Rasterise a PDF document:

pypdfium2 render document.pdf -o output_dir/ --scale 3

You may also rasterise multiple files at once:

pypdfium2 render doc_1.pdf doc_2.pdf doc_3.pdf -o output_dir/

Show the table of contents for a PDF:

pypdfium2 toc document.pdf

To obtain a list of subcommands, run pypdfium2 help. Individual help for each subcommand is available can be accessed in the same way (pypdfium any_subcommand help)

CLI documentation: https://pypdfium2.readthedocs.io/en/stable/shell_api.html

Using the support model

Import pypdfium2:

import pypdfium2 as pdfium

Open a PDF using the helper class PdfDocument:

doc = pdfium.PdfDocument(filename)
# ... use methods provided by the helper class
pdf = doc.raw
# ... work with the actual PDFium document handle
doc.close()

Open a PDF using the context manager PdfContext:

with pdfium.PdfContext(filename) as pdf:
    # ... work with the pdf

Open a PDF using the function open_pdf_auto():

pdf, loader_data = pdfium.open_pdf_auto(filename)
# ... work with the pdf
pdfium.close_pdf(pdf, loader_data)

Render a single page:

with pdfium.PdfContext(filename) as pdf:
    pil_image = pdfium.render_page(
        pdf,
        page_index = 0,
        scale = 1,
        rotation = 0,
        colour = 0xFFFFFFFF,
        annotations = True,
        greyscale = False,
        optimise_mode = pdfium.OptimiseMode.none,
    )

pil_image.save("out.png")
pil_image.close()

Render multiple pages concurrently:

for image, suffix in pdfium.render_pdf(filename):
    image.save(f'out_{suffix}.png')
    image.close()

Read the table of contents:

doc = pdfium.PdfDocument(filepath)
for item in doc.get_toc():
    print(
        '    ' * item.level +
        "{} -> {}  # {} {}".format(
            item.title,
            item.page_index + 1,
            item.view_mode,
            item.view_pos,
        )
    )
doc.close()

Support model documentation: https://pypdfium2.readthedocs.io/en/stable/python_api.html

Using the PDFium API

Rendering the first page of a PDF document:

import math
import ctypes
from PIL import Image
import pypdfium2 as pdfium

filename = "your/path/to/document.pdf"

doc = pdfium.FPDF_LoadDocument(filename, None)
page_count = pdfium.FPDF_GetPageCount(doc)
assert page_count >= 1

form_config = pdfium.FPDF_FORMFILLINFO(2)
form_fill = pdfium.FPDFDOC_InitFormFillEnvironment(doc, form_config)

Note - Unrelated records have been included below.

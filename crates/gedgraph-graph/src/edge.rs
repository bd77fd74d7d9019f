//! Edge metadata for the relationship graph.
//!
//! The graph stores one directed edge per parent-child link, always pointing
//! from parent to child. Traversal steps then read that edge upward
//! ([`Direction::Parent`]) or downward ([`Direction::Child`]).

use gedgraph_core::Xref;
use serde::{Deserialize, Serialize};

/// Which way a traversal step moves along a parent-child edge.
#[derive(Debug, Clone, Copy, PartialEq, Eq, Hash, Serialize, Deserialize)]
#[serde(rename_all = "snake_case")]
pub enum Direction {
    /// Up, from child to parent.
    Parent,
    /// Down, from parent to child.
    Child,
}

impl std::fmt::Display for Direction {
    fn fmt(&self, f: &mut std::fmt::Formatter<'_>) -> std::fmt::Result {
        match self {
            Direction::Parent => write!(f, "parent"),
            Direction::Child => write!(f, "child"),
        }
    }
}

/// Whether two relatives joined through a parent share both parents.
///
/// Ordered so that `Full` sorts before `Half`.
#[derive(Debug, Clone, Copy, PartialEq, Eq, PartialOrd, Ord, Hash, Serialize, Deserialize)]
#[serde(rename_all = "snake_case")]
pub enum BloodType {
    Full,
    Half,
}

impl std::fmt::Display for BloodType {
    fn fmt(&self, f: &mut std::fmt::Formatter<'_>) -> std::fmt::Result {
        match self {
            BloodType::Full => write!(f, "full"),
            BloodType::Half => write!(f, "half"),
        }
    }
}

/// The sex of the parent a step passes through.
#[derive(Debug, Clone, Copy, PartialEq, Eq, PartialOrd, Ord, Hash, Serialize, Deserialize)]
#[serde(rename_all = "snake_case")]
pub enum Lineage {
    Male,
    Female,
}

impl std::fmt::Display for Lineage {
    fn fmt(&self, f: &mut std::fmt::Formatter<'_>) -> std::fmt::Result {
        match self {
            Lineage::Male => write!(f, "male"),
            Lineage::Female => write!(f, "female"),
        }
    }
}

/// The role a parent holds in the family that produced the edge.
#[derive(Debug, Clone, Copy, PartialEq, Eq, PartialOrd, Ord, Hash, Serialize, Deserialize)]
#[serde(rename_all = "snake_case")]
pub enum ParentRole {
    /// HUSB
    Father,
    /// WIFE
    Mother,
}

impl ParentRole {
    pub fn lineage(self) -> Lineage {
        match self {
            ParentRole::Father => Lineage::Male,
            ParentRole::Mother => Lineage::Female,
        }
    }
}

/// A parent → child edge.
#[derive(Debug, Clone, PartialEq, Eq, Serialize, Deserialize)]
pub struct Edge {
    /// The FAM record this link comes from.
    pub family: Xref,

    /// Father or mother of the child in that family.
    pub role: ParentRole,
}

impl Edge {
    pub fn new(family: Xref, role: ParentRole) -> Self {
        Self { family, role }
    }

    pub fn lineage(&self) -> Lineage {
        self.role.lineage()
    }
}
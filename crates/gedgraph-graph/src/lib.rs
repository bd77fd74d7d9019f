//! GedGraph Graph - Relationship graph and path search
//!
//! This crate turns the families of a [`gedgraph_core::RecordStore`] into a
//! directed parent → child graph and answers three questions over it:
//! who are the ancestors of an individual, who are the descendants, and
//! what are the shortest relationship paths between two individuals.
//!
//! # Architecture
//!
//! The graph uses petgraph internally with additional indexes for:
//! - Id lookups, accepting `@I1@` and `I1` alike
//! - Per-family parents and marriage flag (for spouse queries)
//!
//! Every search is a layered breadth-first traversal. Relationship search
//! keeps every shortest path, and [`get_shortest_paths`] ranks them by
//! length, then blood purity, then lineage.
//!
//! # Example
//!
//! ```no_run
//! use gedgraph_core::RecordStore;
//! use gedgraph_graph::{describe, GraphBuilder};
//!
//! let store = RecordStore::load("family.ged")?;
//! let graph = GraphBuilder::from_store(&store);
//!
//! for path in graph.shortest_paths("@I3@", "@I4@", 50)? {
//!     println!("{} ({} steps)", describe(&path), path.length());
//! }
//! # Ok::<(), Box<dyn std::error::Error>>(())
//! ```

mod builder;
mod edge;
mod error;
mod graph;
mod kinship;
mod path;
mod ranking;
mod search;
mod xref_table;

pub use builder::GraphBuilder;
pub use edge::{BloodType, Direction, Edge, Lineage, ParentRole};
pub use error::{GraphError, Result};
pub use graph::{FamilyGraph, FamilyLink, GraphStats, NodeId, ParentPair, Partner};
pub use kinship::describe;
pub use path::{PathStep, RelationshipPath};
pub use ranking::{get_shortest_paths, preferred_paths};
pub use search::{FamilyTree, TreeMember};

page = pdfium.FPDF_LoadPage(doc, 0)
width = math.ceil(pdfium.FPDF_GetPageWidthF(page))
height = math.ceil(pdfium.FPDF_GetPageHeightF(page))

bitmap = pdfium.FPDFBitmap_Create(width, height, 0)
pdfium.FPDFBitmap_FillRect(bitmap, 0, 0, width, height, 0xFFFFFFFF)

render_args = [bitmap, page, 0, 0, width, height, 0,  pdfium.FPDF_LCD_TEXT | pdfium.FPDF_ANNOT]
pdfium.FPDF_RenderPageBitmap(*render_args)
pdfium.FPDF_FFLDraw(form_fill, *render_args)

cbuffer = pdfium.FPDFBitmap_GetBuffer(bitmap)
buffer = ctypes.cast(cbuffer, ctypes.POINTER(ctypes.c_ubyte * (width * height * 4)))

img = Image.frombuffer("RGBA", (width, height), buffer.contents, "raw", "BGRA", 0, 1)
img.save("out.png")

pdfium.FPDFBitmap_Destroy(bitmap)
pdfium.FPDF_ClosePage(page)

pdfium.FPDFDOC_ExitFormFillEnvironment(form_fill)
pdfium.FPDF_CloseDocument(doc)

For more examples of using the raw API, take a look at the support model source code and the examples directory.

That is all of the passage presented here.